● Task directions: Restate all of the data exactly.

● Information supplied:
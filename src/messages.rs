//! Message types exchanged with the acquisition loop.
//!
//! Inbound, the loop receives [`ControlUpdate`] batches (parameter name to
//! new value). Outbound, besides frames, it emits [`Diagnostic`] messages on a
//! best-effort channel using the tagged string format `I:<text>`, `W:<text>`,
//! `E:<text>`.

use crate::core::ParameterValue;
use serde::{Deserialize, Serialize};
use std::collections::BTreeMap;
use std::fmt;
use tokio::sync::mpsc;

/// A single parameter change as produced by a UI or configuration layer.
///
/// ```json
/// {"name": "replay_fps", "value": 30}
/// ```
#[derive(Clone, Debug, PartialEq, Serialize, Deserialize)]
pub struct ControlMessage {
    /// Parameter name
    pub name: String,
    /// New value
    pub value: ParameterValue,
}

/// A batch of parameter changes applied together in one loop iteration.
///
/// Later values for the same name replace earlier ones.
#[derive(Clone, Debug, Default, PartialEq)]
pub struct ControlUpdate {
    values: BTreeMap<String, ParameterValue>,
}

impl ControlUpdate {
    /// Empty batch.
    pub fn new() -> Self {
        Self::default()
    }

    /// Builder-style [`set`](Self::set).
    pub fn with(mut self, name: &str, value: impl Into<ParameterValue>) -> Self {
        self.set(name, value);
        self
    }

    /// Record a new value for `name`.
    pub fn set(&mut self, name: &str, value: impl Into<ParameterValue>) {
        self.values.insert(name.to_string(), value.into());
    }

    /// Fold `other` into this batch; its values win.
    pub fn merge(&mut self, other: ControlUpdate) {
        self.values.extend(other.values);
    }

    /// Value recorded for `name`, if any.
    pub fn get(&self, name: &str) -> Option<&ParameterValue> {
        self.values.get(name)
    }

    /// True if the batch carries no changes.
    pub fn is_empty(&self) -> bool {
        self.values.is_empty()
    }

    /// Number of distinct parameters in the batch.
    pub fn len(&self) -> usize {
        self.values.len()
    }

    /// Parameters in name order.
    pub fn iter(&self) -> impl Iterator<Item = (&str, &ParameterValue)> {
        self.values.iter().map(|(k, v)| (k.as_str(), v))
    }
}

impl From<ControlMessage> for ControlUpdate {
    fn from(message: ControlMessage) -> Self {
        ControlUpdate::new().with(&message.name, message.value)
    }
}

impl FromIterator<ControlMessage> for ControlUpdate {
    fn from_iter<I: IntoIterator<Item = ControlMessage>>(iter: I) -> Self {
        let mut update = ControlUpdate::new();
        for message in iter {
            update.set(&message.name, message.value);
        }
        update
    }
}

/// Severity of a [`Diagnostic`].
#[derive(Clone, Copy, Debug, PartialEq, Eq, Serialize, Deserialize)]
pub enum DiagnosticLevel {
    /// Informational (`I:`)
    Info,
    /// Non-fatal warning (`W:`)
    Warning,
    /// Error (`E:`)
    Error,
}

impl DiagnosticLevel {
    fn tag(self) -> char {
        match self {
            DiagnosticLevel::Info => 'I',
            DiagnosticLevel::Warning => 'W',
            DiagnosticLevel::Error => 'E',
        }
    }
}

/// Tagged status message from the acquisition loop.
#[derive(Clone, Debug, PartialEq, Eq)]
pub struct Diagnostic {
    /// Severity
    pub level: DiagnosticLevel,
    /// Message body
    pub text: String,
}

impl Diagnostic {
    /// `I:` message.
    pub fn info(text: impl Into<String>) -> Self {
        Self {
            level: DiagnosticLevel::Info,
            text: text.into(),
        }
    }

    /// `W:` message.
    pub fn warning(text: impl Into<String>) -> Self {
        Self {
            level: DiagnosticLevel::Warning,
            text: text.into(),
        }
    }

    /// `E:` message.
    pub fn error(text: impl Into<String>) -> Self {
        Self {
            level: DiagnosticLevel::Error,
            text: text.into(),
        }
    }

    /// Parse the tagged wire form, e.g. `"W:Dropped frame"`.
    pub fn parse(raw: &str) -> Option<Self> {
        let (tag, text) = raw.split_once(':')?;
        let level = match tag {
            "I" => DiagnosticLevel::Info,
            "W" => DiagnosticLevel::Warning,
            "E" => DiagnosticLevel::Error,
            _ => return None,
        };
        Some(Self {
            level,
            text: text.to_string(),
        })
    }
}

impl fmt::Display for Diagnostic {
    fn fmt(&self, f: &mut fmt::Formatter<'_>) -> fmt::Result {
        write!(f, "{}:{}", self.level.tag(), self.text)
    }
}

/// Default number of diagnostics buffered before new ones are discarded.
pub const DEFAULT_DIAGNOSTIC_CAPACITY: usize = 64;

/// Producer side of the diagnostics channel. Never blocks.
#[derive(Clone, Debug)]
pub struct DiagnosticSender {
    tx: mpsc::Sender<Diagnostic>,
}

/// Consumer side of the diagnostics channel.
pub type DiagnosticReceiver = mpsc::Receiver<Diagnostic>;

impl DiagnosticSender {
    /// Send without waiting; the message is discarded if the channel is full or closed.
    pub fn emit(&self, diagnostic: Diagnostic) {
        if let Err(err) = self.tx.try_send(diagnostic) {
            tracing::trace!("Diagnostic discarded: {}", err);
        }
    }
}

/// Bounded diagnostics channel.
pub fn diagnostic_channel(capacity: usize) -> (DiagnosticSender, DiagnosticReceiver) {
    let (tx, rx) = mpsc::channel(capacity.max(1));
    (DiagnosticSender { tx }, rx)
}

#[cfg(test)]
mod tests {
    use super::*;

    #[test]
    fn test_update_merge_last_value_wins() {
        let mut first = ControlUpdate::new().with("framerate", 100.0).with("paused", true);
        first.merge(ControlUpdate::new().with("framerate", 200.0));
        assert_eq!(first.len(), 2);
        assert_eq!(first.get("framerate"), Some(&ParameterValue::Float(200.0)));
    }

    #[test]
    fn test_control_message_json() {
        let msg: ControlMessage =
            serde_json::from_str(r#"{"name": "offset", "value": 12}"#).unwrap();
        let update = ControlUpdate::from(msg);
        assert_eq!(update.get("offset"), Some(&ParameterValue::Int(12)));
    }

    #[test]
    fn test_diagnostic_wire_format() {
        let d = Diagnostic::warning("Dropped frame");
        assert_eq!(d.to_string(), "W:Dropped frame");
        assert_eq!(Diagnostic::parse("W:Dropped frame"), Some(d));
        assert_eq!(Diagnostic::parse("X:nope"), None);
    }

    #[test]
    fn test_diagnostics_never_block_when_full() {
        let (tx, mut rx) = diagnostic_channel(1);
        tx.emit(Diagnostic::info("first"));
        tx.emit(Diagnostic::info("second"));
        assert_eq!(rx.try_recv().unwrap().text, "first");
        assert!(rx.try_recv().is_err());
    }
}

● Result for this exercise:
filename src/messages.rs
//! Message types exchanged with the acquisition loop.
//!
//! Inbound, the loop receives [`ControlUpdate`] batches (parameter name to
//! new value). Outbound, besides frames, it emits [`Diagnostic`] messages on a
//! best-effort channel using the tagged string format `I:<text>`, `W:<text>`,
//! `E:<text>`.

use crate::core::ParameterValue;
use serde::{Deserialize, Serialize};
use std::collections::BTreeMap;
use std::fmt;
use tokio::sync::mpsc;

/// A single parameter change as produced by a UI or configuration layer.
///
/// ```json
/// {"name": "replay_fps", "value": 30}
/// ```
#[derive(Clone, Debug, PartialEq, Serialize, Deserialize)]
pub struct ControlMessage {
    /// Parameter name
    pub name: String,
    /// New value
    pub value: ParameterValue,
}

/// A batch of parameter changes applied together in one loop iteration.
///
/// Later values for the same name replace earlier ones.
#[derive(Clone, Debug, Default, PartialEq)]
pub struct ControlUpdate {
    values: BTreeMap<String, ParameterValue>,
}

impl ControlUpdate {
    /// Empty batch.
    pub fn new() -> Self {
        Self::default()
    }

    /// Builder-style [`set`](Self::set).
    pub fn with(mut self, name: &str, value: impl Into<ParameterValue>) -> Self {
        self.set(name, value);
        self
    }

    /// Record a new value for `name`.
    pub fn set(&mut self, name: &str, value: impl Into<ParameterValue>) {
        self.values.insert(name.to_string(), value.into());
    }

    /// Fold `other` into this batch; its values win.
    pub fn merge(&mut self, other: ControlUpdate) {
        self.values.extend(other.values);
    }

    /// Value recorded for `name`, if any.
    pub fn get(&self, name: &str) -> Option<&ParameterValue> {
        self.values.get(name)
    }

    /// True if the batch carries no changes.
    pub fn is_empty(&self) -> bool {
        self.values.is_empty()
    }

    /// Number of distinct parameters in the batch.
    pub fn len(&self) -> usize {
        self.values.len()
    }

    /// Parameters in name order.
    pub fn iter(&self) -> impl Iterator<Item = (&str, &ParameterValue)> {
        self.values.iter().map(|(k, v)| (k.as_str(), v))
    }
}

impl From<ControlMessage> for ControlUpdate {
    fn from(message: ControlMessage) -> Self {
        ControlUpdate::new().with(&message.name, message.value)
    }
}

impl FromIterator<ControlMessage> for ControlUpdate {
    fn from_iter<I: IntoIterator<Item = ControlMessage>>(iter: I) -> Self {
        let mut update = ControlUpdate::new();
        for message in iter {
            update.set(&message.name, message.value);
        }
        update
    }
}

/// Severity of a [`Diagnostic`].
#[derive(Clone, Copy, Debug, PartialEq, Eq, Serialize, Deserialize)]
pub enum DiagnosticLevel {
    /// Informational (`I:`)
    Info,
    /// Non-fatal warning (`W:`)
    Warning,
    /// Error (`E:`)
    Error,
}

impl DiagnosticLevel {
    fn tag(self) -> char {
        match self {
            DiagnosticLevel::Info => 'I',
            DiagnosticLevel::Warning => 'W',
            DiagnosticLevel::Error => 'E',
        }
    }
}

/// Tagged status message from the acquisition loop.
#[derive(Clone, Debug, PartialEq, Eq)]
pub struct Diagnostic {
    /// Severity
    pub level: DiagnosticLevel,
    /// Message body
    pub text: String,
}

impl Diagnostic {
    /// `I:` message.
    pub fn info(text: impl Into<String>) -> Self {
        Self {
            level: DiagnosticLevel::Info,
            text: text.into(),
        }
    }

    /// `W:` message.
    pub fn warning(text: impl Into<String>) -> Self {
        Self {
            level: DiagnosticLevel::Warning,
            text: text.into(),
        }
    }

    /// `E:` message.
    pub fn error(text: impl Into<String>) -> Self {
        Self {
            level: DiagnosticLevel::Error,
            text: text.into(),
        }
    }

    /// Parse the tagged wire form, e.g. `"W:Dropped frame"`.
    pub fn parse(raw: &str) -> Option<Self> {
        let (tag, text) = raw.split_once(':')?;
        let level = match tag {
            "I" => DiagnosticLevel::Info,
            "W" => DiagnosticLevel::Warning,
            "E" => DiagnosticLevel::Error,
            _ => return None,
        };
        Some(Self {
            level,
            text: text.to_string(),
        })
    }
}

impl fmt::Display for Diagnostic {
    fn fmt(&self, f: &mut fmt::Formatter<'_>) -> fmt::Result {
        write!(f, "{}:{}", self.level.tag(), self.text)
    }
}

/// Default number of diagnostics buffered before new ones are discarded.
pub const DEFAULT_DIAGNOSTIC_CAPACITY: usize = 64;

/// Producer side of the diagnostics channel. Never blocks.
#[derive(Clone, Debug)]
pub struct DiagnosticSender {
    tx: mpsc::Sender<Diagnostic>,
}

/// Consumer side of the diagnostics channel.
pub type DiagnosticReceiver = mpsc::Receiver<Diagnostic>;

impl DiagnosticSender {
    /// Send without waiting; the message is discarded if the channel is full or closed.
    pub fn emit(&self, diagnostic: Diagnostic) {
        if let Err(err) = self.tx.try_send(diagnostic) {
            tracing::trace!("Diagnostic discarded: {}", err);
        }
    }
}

/// Bounded diagnostics channel.
pub fn diagnostic_channel(capacity: usize) -> (DiagnosticSender, DiagnosticReceiver) {
    let (tx, rx) = mpsc::channel(capacity.max(1));
    (DiagnosticSender { tx }, rx)
}

#[cfg(test)]
mod tests {
    use super::*;

    #[test]
    fn test_update_merge_last_value_wins() {
        let mut first = ControlUpdate::new().with("framerate", 100.0).with("paused", true);
        first.merge(ControlUpdate::new().with("framerate", 200.0));
        assert_eq!(first.len(), 2);
        assert_eq!(first.get("framerate"), Some(&ParameterValue::Float(200.0)));
    }

    #[test]
    fn test_control_message_json() {
        let msg: ControlMessage =
            serde_json::from_str(r#"{"name": "offset", "value": 12}"#).unwrap();
        let update = ControlUpdate::from(msg);
        assert_eq!(update.get("offset"), Some(&ParameterValue::Int(12)));
    }

    #[test]
    fn test_diagnostic_wire_format() {
        let d = Diagnostic::warning("Dropped frame");
        assert_eq!(d.to_string(), "W:Dropped frame");
        assert_eq!(Diagnostic::parse("W:Dropped frame"), Some(d));
        assert_eq!(Diagnostic::parse("X:nope"), None);
    }

    #[test]
    fn test_diagnostics_never_block_when_full() {
        let (tx, mut rx) = diagnostic_channel(1);
        tx.emit(Diagnostic::info("first"));
        tx.emit(Diagnostic::info("second"));
        assert_eq!(rx.try_recv().unwrap().text, "first");
        assert!(rx.try_recv().is_err());
    }
}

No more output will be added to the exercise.